• **What is needed**: What you hand back must match the listing exactly.

···

use super::blocks;
use super::diagnostics::{self, Diagnostic, Diagnostics};
use super::error::{Result, TemplateError};
use super::format::{DefaultFormatter, Formatter};
use super::pipeline::{DirectiveRegistry, Dispatcher, DEFAULT_ARG_SEPARATOR};
use super::scanner::{self, DirectiveKind, Placeholder};
use super::scope::Scope;
use super::source::{FileSystemSource, TemplateSource};
use super::value::Value;

/// What to write for a placeholder that produced no value
#[derive(Debug, Clone, Default, PartialEq, Eq)]
pub enum ForceReplace {
    /// Leave the placeholder text in the document
    #[default]
    Off,
    /// Remove the placeholder
    Empty,
    /// Write this text instead
    Literal(String),
}

/// Snapshot of what the engine has rendered so far
#[derive(Debug, Clone, Default, Serialize)]
pub struct RenderResources {
    /// Placeholder text to the substitution written for it
    pub results: IndexMap<String, String>,
    /// Placeholder text to its trimmed directive
    pub placeholders: IndexMap<String, String>,
    /// Excerpt of the first top-level template rendered
    pub first_template: Option<String>,
}

#[derive(Debug, Clone)]
pub(crate) struct Settings {
    pub force_replace: ForceReplace,
    pub arg_separator: char,
    pub log_errors: bool,
    pub directives: DirectiveRegistry,
    pub formatter: Arc<dyn Formatter>,
    pub source: Option<Arc<dyn TemplateSource>>,
}

impl Default for Settings {
    fn default() -> Self {
        Self {
            force_replace: ForceReplace::Off,
            arg_separator: DEFAULT_ARG_SEPARATOR,
            log_errors: true,
            directives: DirectiveRegistry::new(),
            formatter: Arc::new(DefaultFormatter::new()),
            source: None,
        }
    }
}

/// Renders templates. Rendering takes `&mut self` because SET globals,
/// diagnostics and resources are updated; clone the engine to render from
/// several threads.
#[derive(Debug)]
pub struct TemplateEngine {
    settings: Arc<Settings>,
    globals: Arc<Scope>,
    diagnostics: Diagnostics,
    resources: RenderResources,
}

impl TemplateEngine {
    /// Create a new template engine with default settings
    pub fn new() -> Self {
        Self {
            settings: Arc::new(Settings::default()),
            globals: Arc::default(),
            diagnostics: Diagnostics::new(),
            resources: RenderResources::default(),
        }
    }

    fn settings_mut(&mut self) -> &mut Settings {
        Arc::make_mut(&mut self.settings)
    }

    pub fn set_force_replace(&mut self, force_replace: ForceReplace) {
        self.settings_mut().force_replace = force_replace;
    }

    pub fn with_force_replace(mut self, force_replace: ForceReplace) -> Self {
        self.set_force_replace(force_replace);
        self
    }

    pub fn force_replace(&self) -> &ForceReplace {
        &self.settings.force_replace
    }

    pub fn set_arg_separator(&mut self, separator: char) {
        self.settings_mut().arg_separator = separator;
    }

    pub fn with_arg_separator(mut self, separator: char) -> Self {
        self.set_arg_separator(separator);
        self
    }

    pub fn arg_separator(&self) -> char {
        self.settings.arg_separator
    }

    /// Log pending diagnostics when they are flushed or the engine is dropped
    pub fn set_log_errors(&mut self, log_errors: bool) {
        self.settings_mut().log_errors = log_errors;
    }

    pub fn with_log_errors(mut self, log_errors: bool) -> Self {
        self.set_log_errors(log_errors);
        self
    }

    /// Register a custom directive, callable as `{{ value | name(args) }}`
    pub fn register_directive<F>(&mut self, name: impl Into<String>, directive: F)
    where
        F: Fn(&Value, Option<&str>) -> Value + Send + Sync + 'static,
    {
        self.settings_mut().directives.register(name, directive);
    }

    pub fn with_directive<F>(mut self, name: impl Into<String>, directive: F) -> Self
    where
        F: Fn(&Value, Option<&str>) -> Value + Send + Sync + 'static,
    {
        self.register_directive(name, directive);
        self
    }

    pub fn set_formatter(&mut self, formatter: impl Formatter + 'static) {
        self.settings_mut().formatter = Arc::new(formatter);
    }

    pub fn with_formatter(mut self, formatter: impl Formatter + 'static) -> Self {
        self.set_formatter(formatter);
        self
    }

    pub fn set_source(&mut self, source: impl TemplateSource + 'static) {
        self.settings_mut().source = Some(Arc::new(source));
    }

    pub fn with_source(mut self, source: impl TemplateSource + 'static) -> Self {
        self.set_source(source);
        self
    }

    /// Load `@name` references, `import` directives and files from this directory
    pub fn with_template_root(self, root: impl Into<PathBuf>) -> Self {
        self.with_source(FileSystemSource::new(root))
    }

    /// Render a template, starting from an empty global table
    pub fn render(&mut self, template: &str, scope: &Scope) -> Result<String> {
        self.render_with(template, scope, true)
    }

    /// Render a template, optionally keeping globals set by earlier renders.
    ///
    /// Text of the form `@name` is loaded through the template source first.
    /// Only template loading failures are returned as errors; every other
    /// fault is kept as a diagnostic and the placeholder is left to the
    /// force-replace policy.
    pub fn render_with(&mut self, template: &str, scope: &Scope, reset_globals: bool) -> Result<String> {
        if reset_globals {
            self.globals = Arc::default();
        }

        let loaded;
        let template = match reference_name(template) {
            Some(name) => {
                loaded = self.load(name)?;
                loaded.as_str()
            }
            None => template,
        };

        if self.resources.first_template.is_none() {
            self.resources.first_template = Some(diagnostics::excerpt(template));
        }

        self.renderer().render(template, &Arc::new(scope.clone()))
    }

    /// Load a template by name from the template source and render it
    pub fn render_file(&mut self, name: &str, scope: &Scope) -> Result<String> {
        let template = self.load(name)?;
        self.render(&template, scope)
    }

    fn load(&self, name: &str) -> Result<String> {
        match &self.settings.source {
            Some(source) => source.load(name),
            None => Err(TemplateError::NoTemplateSource(name.to_string())),
        }
    }

    fn renderer(&mut self) -> Renderer<'_> {
        Renderer {
            settings: &self.settings,
            globals: &mut self.globals,
            diagnostics: &mut self.diagnostics,
            resources: &mut self.resources,
            imports: Vec::new(),
        }
    }

    /// Variables assigned with SET during the last render
    pub fn globals(&self) -> &Scope {
        &self.globals
    }

    pub fn errors(&self) -> &[Diagnostic] {
        self.diagnostics.entries()
    }

    pub fn clear_errors(&mut self) {
        self.diagnostics.clear();
    }

    /// Log pending diagnostics through `tracing` if logging is enabled, then clear them
    pub fn flush_errors(&mut self) {
        if self.settings.log_errors {
            let template = self.resources.first_template.as_deref();
            self.diagnostics.flush(template);
        } else {
            self.diagnostics.clear();
        }
    }

    pub fn resources(&self) -> &RenderResources {
        &self.resources
    }

    pub fn reset_resources(&mut self) {
        self.resources = RenderResources::default();
    }

    /// Check if a string contains template expressions
    pub fn has_placeholders(text: &str) -> bool {
        scanner::has_placeholders(text)
    }
}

···

• **Output of the exercise**:
use super::blocks;
use super::diagnostics::{self, Diagnostic, Diagnostics};
use super::error::{Result, TemplateError};
use super::format::{DefaultFormatter, Formatter};
use super::pipeline::{DirectiveRegistry, Dispatcher, DEFAULT_ARG_SEPARATOR};
use super::scanner::{self, DirectiveKind, Placeholder};
use super::scope::Scope;
use super::source::{FileSystemSource, TemplateSource};
use super::value::Value;

/// What to write for a placeholder that produced no value
#[derive(Debug, Clone, Default, PartialEq, Eq)]
pub enum ForceReplace {
    /// Leave the placeholder text in the document
    #[default]
    Off,
    /// Remove the placeholder
    Empty,
    /// Write this text instead
    Literal(String),
}

/// Snapshot of what the engine has rendered so far
#[derive(Debug, Clone, Default, Serialize)]
pub struct RenderResources {
    /// Placeholder text to the substitution written for it
    pub results: IndexMap<String, String>,
    /// Placeholder text to its trimmed directive
    pub placeholders: IndexMap<String, String>,
    /// Excerpt of the first top-level template rendered
    pub first_template: Option<String>,
}

#[derive(Debug, Clone)]
pub(crate) struct Settings {
    pub force_replace: ForceReplace,
    pub arg_separator: char,
    pub log_errors: bool,
    pub directives: DirectiveRegistry,
    pub formatter: Arc<dyn Formatter>,
    pub source: Option<Arc<dyn TemplateSource>>,
}

impl Default for Settings {
    fn default() -> Self {
        Self {
            force_replace: ForceReplace::Off,
            arg_separator: DEFAULT_ARG_SEPARATOR,
            log_errors: true,
            directives: DirectiveRegistry::new(),
            formatter: Arc::new(DefaultFormatter::new()),
            source: None,
        }
    }
}

/// Renders templates. Rendering takes `&mut self` because SET globals,
/// diagnostics and resources are updated; clone the engine to render from
/// several threads.
#[derive(Debug)]
pub struct TemplateEngine {
    settings: Arc<Settings>,
    globals: Arc<Scope>,
    diagnostics: Diagnostics,
    resources: RenderResources,
}

impl TemplateEngine {
    /// Create a new template engine with default settings
    pub fn new() -> Self {
        Self {
            settings: Arc::new(Settings::default()),
            globals: Arc::default(),
            diagnostics: Diagnostics::new(),
            resources: RenderResources::default(),
        }
    }

    fn settings_mut(&mut self) -> &mut Settings {
        Arc::make_mut(&mut self.settings)
    }

    pub fn set_force_replace(&mut self, force_replace: ForceReplace) {
        self.settings_mut().force_replace = force_replace;
    }

    pub fn with_force_replace(mut self, force_replace: ForceReplace) -> Self {
        self.set_force_replace(force_replace);
        self
    }

    pub fn force_replace(&self) -> &ForceReplace {
        &self.settings.force_replace
    }

    pub fn set_arg_separator(&mut self, separator: char) {
        self.settings_mut().arg_separator = separator;
    }

    pub fn with_arg_separator(mut self, separator: char) -> Self {
        self.set_arg_separator(separator);
        self
    }

    pub fn arg_separator(&self) -> char {
        self.settings.arg_separator
    }

    /// Log pending diagnostics when they are flushed or the engine is dropped
    pub fn set_log_errors(&mut self, log_errors: bool) {
        self.settings_mut().log_errors = log_errors;
    }

    pub fn with_log_errors(mut self, log_errors: bool) -> Self {
        self.set_log_errors(log_errors);
        self
    }

    /// Register a custom directive, callable as `{{ value | name(args) }}`
    pub fn register_directive<F>(&mut self, name: impl Into<String>, directive: F)
    where
        F: Fn(&Value, Option<&str>) -> Value + Send + Sync + 'static,
    {
        self.settings_mut().directives.register(name, directive);
    }

    pub fn with_directive<F>(mut self, name: impl Into<String>, directive: F) -> Self
    where
        F: Fn(&Value, Option<&str>) -> Value + Send + Sync + 'static,
    {
        self.register_directive(name, directive);
        self
    }

    pub fn set_formatter(&mut self, formatter: impl Formatter + 'static) {
        self.settings_mut().formatter = Arc::new(formatter);
    }

    pub fn with_formatter(mut self, formatter: impl Formatter + 'static) -> Self {
        self.set_formatter(formatter);
        self
    }

    pub fn set_source(&mut self, source: impl TemplateSource + 'static) {
        self.settings_mut().source = Some(Arc::new(source));
    }

    pub fn with_source(mut self, source: impl TemplateSource + 'static) -> Self {
        self.set_source(source);
        self
    }

    /// Load `@name` references, `import` directives and files from this directory
    pub fn with_template_root(self, root: impl Into<PathBuf>) -> Self {
        self.with_source(FileSystemSource::new(root))
    }

    /// Render a template, starting from an empty global table
    pub fn render(&mut self, template: &str, scope: &Scope) -> Result<String> {
        self.render_with(template, scope, true)
    }

    /// Render a template, optionally keeping globals set by earlier renders.
    ///
    /// Text of the form `@name` is loaded through the template source first.
    /// Only template loading failures are returned as errors; every other
    /// fault is kept as a diagnostic and the placeholder is left to the
    /// force-replace policy.
    pub fn render_with(&mut self, template: &str, scope: &Scope, reset_globals: bool) -> Result<String> {
        if reset_globals {
            self.globals = Arc::default();
        }

        let loaded;
        let template = match reference_name(template) {
            Some(name) => {
                loaded = self.load(name)?;
                loaded.as_str()
            }
            None => template,
        };

        if self.resources.first_template.is_none() {
            self.resources.first_template = Some(diagnostics::excerpt(template));
        }

        self.renderer().render(template, &Arc::new(scope.clone()))
    }

    /// Load a template by name from the template source and render it
    pub fn render_file(&mut self, name: &str, scope: &Scope) -> Result<String> {
        let template = self.load(name)?;
        self.render(&template, scope)
    }

    fn load(&self, name: &str) -> Result<String> {
        match &self.settings.source {
            Some(source) => source.load(name),
            None => Err(TemplateError::NoTemplateSource(name.to_string())),
        }
    }

    fn renderer(&mut self) -> Renderer<'_> {
        Renderer {
            settings: &self.settings,
            globals: &mut self.globals,
            diagnostics: &mut self.diagnostics,
            resources: &mut self.resources,
            imports: Vec::new(),
        }
    }

    /// Variables assigned with SET during the last render
    pub fn globals(&self) -> &Scope {
        &self.globals
    }

    pub fn errors(&self) -> &[Diagnostic] {
        self.diagnostics.entries()
    }

    pub fn clear_errors(&mut self) {
        self.diagnostics.clear();
    }

    /// Log pending diagnostics through `tracing` if logging is enabled, then clear them
    pub fn flush_errors(&mut self) {
        if self.settings.log_errors {
            let template = self.resources.first_template.as_deref();
            self.diagnostics.flush(template);
        } else {
            self.diagnostics.clear();
        }
    }

    pub fn resources(&self) -> &RenderResources {
        &self.resources
    }

    pub fn reset_resources(&mut self) {
        self.resources = RenderResources::default();
    }

    /// Check if a string contains template expressions
    pub fn has_placeholders(text: &str) -> bool {
        scanner::has_placeholders(text)
    }
}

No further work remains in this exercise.